> Task to carry out:
For the listing below, how many lines contain the word "required"? Answer with only that figure.

> Supplied entries:
:::::

//! Failure taxonomy for reservoir construction, dynamics, and training.
//!
//! Every kind is fatal: nothing here is retried internally, and a reservoir
//! that produced `NumericInstability` is left in an inconsistent state and
//! must be discarded by the caller.

use thiserror::Error;

/// Errors surfaced by the Meander engine.
#[derive(Debug, Error)]
pub enum EsnError {
    /// Spectral calibration found a zero-magnitude dominant eigenvalue;
    /// no usable network can be produced from this draw.
    #[error("degenerate spectrum: pseudo weight matrix has zero spectral radius")]
    DegenerateSpectrum,

    /// A dynamics step produced a non-finite activity value.
    #[error("non-finite activity after step {step}; reservoir state is inconsistent")]
    NumericInstability { step: u64 },

    /// The requested warmup + training window exceeds the available input.
    /// Raised before any state mutation occurs.
    #[error("insufficient input: warmup + training needs {required} steps, {available} available")]
    InsufficientInput { required: usize, available: usize },

    /// Ridge regression could not produce a finite readout matrix even with
    /// regularization applied.
    #[error("training failed: regression produced a non-finite readout matrix")]
    TrainingFailed,
}

pub type Result<T> = std::result::Result<T, EsnError>;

:::::

> Answer space:
2